*** Input for this task Section Begins ***

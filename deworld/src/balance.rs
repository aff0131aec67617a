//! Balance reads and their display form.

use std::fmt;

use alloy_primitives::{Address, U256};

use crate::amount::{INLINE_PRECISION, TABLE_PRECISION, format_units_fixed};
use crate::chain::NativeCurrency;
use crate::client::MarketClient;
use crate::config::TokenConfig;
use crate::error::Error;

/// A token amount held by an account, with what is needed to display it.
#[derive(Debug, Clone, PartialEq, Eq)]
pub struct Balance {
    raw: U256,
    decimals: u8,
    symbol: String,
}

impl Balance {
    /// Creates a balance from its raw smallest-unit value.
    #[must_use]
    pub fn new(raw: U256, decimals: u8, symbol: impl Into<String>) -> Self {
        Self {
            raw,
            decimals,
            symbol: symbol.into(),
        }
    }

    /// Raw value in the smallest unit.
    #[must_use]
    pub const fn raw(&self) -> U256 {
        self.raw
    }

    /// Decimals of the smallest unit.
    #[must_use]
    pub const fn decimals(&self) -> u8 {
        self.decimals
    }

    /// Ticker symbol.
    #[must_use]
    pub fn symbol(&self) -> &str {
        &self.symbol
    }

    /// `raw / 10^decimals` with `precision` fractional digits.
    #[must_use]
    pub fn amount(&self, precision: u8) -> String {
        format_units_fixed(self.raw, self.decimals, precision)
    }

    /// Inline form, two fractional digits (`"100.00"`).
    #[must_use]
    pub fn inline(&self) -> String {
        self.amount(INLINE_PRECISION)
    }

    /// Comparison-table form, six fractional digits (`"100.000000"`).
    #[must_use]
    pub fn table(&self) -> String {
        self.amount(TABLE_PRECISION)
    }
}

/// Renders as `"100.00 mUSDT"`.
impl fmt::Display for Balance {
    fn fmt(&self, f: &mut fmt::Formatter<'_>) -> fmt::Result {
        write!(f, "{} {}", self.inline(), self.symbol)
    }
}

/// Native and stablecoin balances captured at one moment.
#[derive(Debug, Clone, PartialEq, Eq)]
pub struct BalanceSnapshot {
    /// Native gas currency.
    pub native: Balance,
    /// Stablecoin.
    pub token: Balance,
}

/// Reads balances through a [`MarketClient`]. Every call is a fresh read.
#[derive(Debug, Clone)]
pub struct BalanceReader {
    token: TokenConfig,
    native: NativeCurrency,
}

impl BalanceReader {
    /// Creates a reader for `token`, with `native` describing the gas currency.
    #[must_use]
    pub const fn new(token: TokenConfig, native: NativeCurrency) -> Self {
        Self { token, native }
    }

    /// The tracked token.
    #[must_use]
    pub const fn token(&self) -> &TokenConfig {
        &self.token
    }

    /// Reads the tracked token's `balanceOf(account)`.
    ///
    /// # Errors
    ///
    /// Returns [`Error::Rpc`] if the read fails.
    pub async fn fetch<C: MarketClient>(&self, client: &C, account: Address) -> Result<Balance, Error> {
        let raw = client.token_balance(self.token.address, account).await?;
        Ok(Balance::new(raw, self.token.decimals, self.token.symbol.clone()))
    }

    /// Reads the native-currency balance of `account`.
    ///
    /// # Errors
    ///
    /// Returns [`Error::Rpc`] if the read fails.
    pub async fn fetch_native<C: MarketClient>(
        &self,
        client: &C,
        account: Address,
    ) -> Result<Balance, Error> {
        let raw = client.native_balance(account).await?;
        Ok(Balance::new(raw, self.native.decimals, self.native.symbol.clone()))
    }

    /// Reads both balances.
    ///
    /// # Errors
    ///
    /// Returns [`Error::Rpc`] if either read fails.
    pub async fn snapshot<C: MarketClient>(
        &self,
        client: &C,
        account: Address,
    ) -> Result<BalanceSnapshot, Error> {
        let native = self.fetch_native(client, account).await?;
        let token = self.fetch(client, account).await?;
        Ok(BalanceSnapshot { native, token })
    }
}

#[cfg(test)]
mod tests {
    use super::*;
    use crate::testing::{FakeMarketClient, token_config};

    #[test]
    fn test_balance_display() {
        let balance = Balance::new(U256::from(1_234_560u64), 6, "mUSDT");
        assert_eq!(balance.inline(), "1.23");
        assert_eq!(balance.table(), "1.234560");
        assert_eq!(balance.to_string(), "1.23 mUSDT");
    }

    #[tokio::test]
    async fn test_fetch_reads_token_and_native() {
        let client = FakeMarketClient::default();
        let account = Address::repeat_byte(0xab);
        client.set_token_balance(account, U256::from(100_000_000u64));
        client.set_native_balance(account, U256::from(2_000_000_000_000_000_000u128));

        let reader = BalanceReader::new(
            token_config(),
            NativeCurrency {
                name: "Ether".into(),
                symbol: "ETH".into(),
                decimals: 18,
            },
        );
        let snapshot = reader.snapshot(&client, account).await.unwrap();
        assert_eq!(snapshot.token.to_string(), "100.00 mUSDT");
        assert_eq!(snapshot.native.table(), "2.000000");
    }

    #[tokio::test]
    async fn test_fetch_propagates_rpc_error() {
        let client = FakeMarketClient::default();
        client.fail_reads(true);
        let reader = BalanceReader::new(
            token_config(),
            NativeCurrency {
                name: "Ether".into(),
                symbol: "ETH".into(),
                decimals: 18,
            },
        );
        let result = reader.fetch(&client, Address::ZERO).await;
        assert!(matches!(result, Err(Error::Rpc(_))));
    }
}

*** Input for this task Section Ends ***

Type out each entry above again, exactly.

**Solution to the problem**
filename deworld/src/balance.rs
repository aff0131aec67617a
//! Balance reads and their display form.

use std::fmt;

use alloy_primitives::{Address, U256};

use crate::amount::{INLINE_PRECISION, TABLE_PRECISION, format_units_fixed};
use crate::chain::NativeCurrency;
use crate::client::MarketClient;
use crate::config::TokenConfig;
use crate::error::Error;

/// A token amount held by an account, with what is needed to display it.
#[derive(Debug, Clone, PartialEq, Eq)]
pub struct Balance {
    raw: U256,
    decimals: u8,
    symbol: String,
}

impl Balance {
    /// Creates a balance from its raw smallest-unit value.
    #[must_use]
    pub fn new(raw: U256, decimals: u8, symbol: impl Into<String>) -> Self {
        Self {
            raw,
            decimals,
            symbol: symbol.into(),
        }
    }

    /// Raw value in the smallest unit.
    #[must_use]
    pub const fn raw(&self) -> U256 {
        self.raw
    }

    /// Decimals of the smallest unit.
    #[must_use]
    pub const fn decimals(&self) -> u8 {
        self.decimals
    }

    /// Ticker symbol.
    #[must_use]
    pub fn symbol(&self) -> &str {
        &self.symbol
    }

    /// `raw / 10^decimals` with `precision` fractional digits.
    #[must_use]
    pub fn amount(&self, precision: u8) -> String {
        format_units_fixed(self.raw, self.decimals, precision)
    }

    /// Inline form, two fractional digits (`"100.00"`).
    #[must_use]
    pub fn inline(&self) -> String {
        self.amount(INLINE_PRECISION)
    }

    /// Comparison-table form, six fractional digits (`"100.000000"`).
    #[must_use]
    pub fn table(&self) -> String {
        self.amount(TABLE_PRECISION)
    }
}

/// Renders as `"100.00 mUSDT"`.
impl fmt::Display for Balance {
    fn fmt(&self, f: &mut fmt::Formatter<'_>) -> fmt::Result {
        write!(f, "{} {}", self.inline(), self.symbol)
    }
}

/// Native and stablecoin balances captured at one moment.
#[derive(Debug, Clone, PartialEq, Eq)]
pub struct BalanceSnapshot {
    /// Native gas currency.
    pub native: Balance,
    /// Stablecoin.
    pub token: Balance,
}

/// Reads balances through a [`MarketClient`]. Every call is a fresh read.
#[derive(Debug, Clone)]
pub struct BalanceReader {
    token: TokenConfig,
    native: NativeCurrency,
}

impl BalanceReader {
    /// Creates a reader for `token`, with `native` describing the gas currency.
    #[must_use]
    pub const fn new(token: TokenConfig, native: NativeCurrency) -> Self {
        Self { token, native }
    }

    /// The tracked token.
    #[must_use]
    pub const fn token(&self) -> &TokenConfig {
        &self.token
    }

    /// Reads the tracked token's `balanceOf(account)`.
    ///
    /// # Errors
    ///
    /// Returns [`Error::Rpc`] if the read fails.
    pub async fn fetch<C: MarketClient>(&self, client: &C, account: Address) -> Result<Balance, Error> {
        let raw = client.token_balance(self.token.address, account).await?;
        Ok(Balance::new(raw, self.token.decimals, self.token.symbol.clone()))
    }

    /// Reads the native-currency balance of `account`.
    ///
    /// # Errors
    ///
    /// Returns [`Error::Rpc`] if the read fails.
    pub async fn fetch_native<C: MarketClient>(
        &self,
        client: &C,
        account: Address,
    ) -> Result<Balance, Error> {
        let raw = client.native_balance(account).await?;
        Ok(Balance::new(raw, self.native.decimals, self.native.symbol.clone()))
    }

    /// Reads both balances.
    ///
    /// # Errors
    ///
    /// Returns [`Error::Rpc`] if either read fails.
    pub async fn snapshot<C: MarketClient>(
        &self,
        client: &C,
        account: Address,
    ) -> Result<BalanceSnapshot, Error> {
        let native = self.fetch_native(client, account).await?;
        let token = self.fetch(client, account).await?;
        Ok(BalanceSnapshot { native, token })
    }
}

#[cfg(test)]
mod tests {
    use super::*;
    use crate::testing::{FakeMarketClient, token_config};

    #[test]
    fn test_balance_display() {
        let balance = Balance::new(U256::from(1_234_560u64), 6, "mUSDT");
        assert_eq!(balance.inline(), "1.23");
        assert_eq!(balance.table(), "1.234560");
        assert_eq!(balance.to_string(), "1.23 mUSDT");
    }

    #[tokio::test]
    async fn test_fetch_reads_token_and_native() {
        let client = FakeMarketClient::default();
        let account = Address::repeat_byte(0xab);
        client.set_token_balance(account, U256::from(100_000_000u64));
        client.set_native_balance(account, U256::from(2_000_000_000_000_000_000u128));

        let reader = BalanceReader::new(
            token_config(),
            NativeCurrency {
                name: "Ether".into(),
                symbol: "ETH".into(),
                decimals: 18,
            },
        );
        let snapshot = reader.snapshot(&client, account).await.unwrap();
        assert_eq!(snapshot.token.to_string(), "100.00 mUSDT");
        assert_eq!(snapshot.native.table(), "2.000000");
    }

    #[tokio::test]
    async fn test_fetch_propagates_rpc_error() {
        let client = FakeMarketClient::default();
        client.fail_reads(true);
        let reader = BalanceReader::new(
            token_config(),
            NativeCurrency {
                name: "Ether".into(),
                symbol: "ETH".into(),
                decimals: 18,
            },
        );
        let result = reader.fetch(&client, Address::ZERO).await;
        assert!(matches!(result, Err(Error::Rpc(_))));
    }
}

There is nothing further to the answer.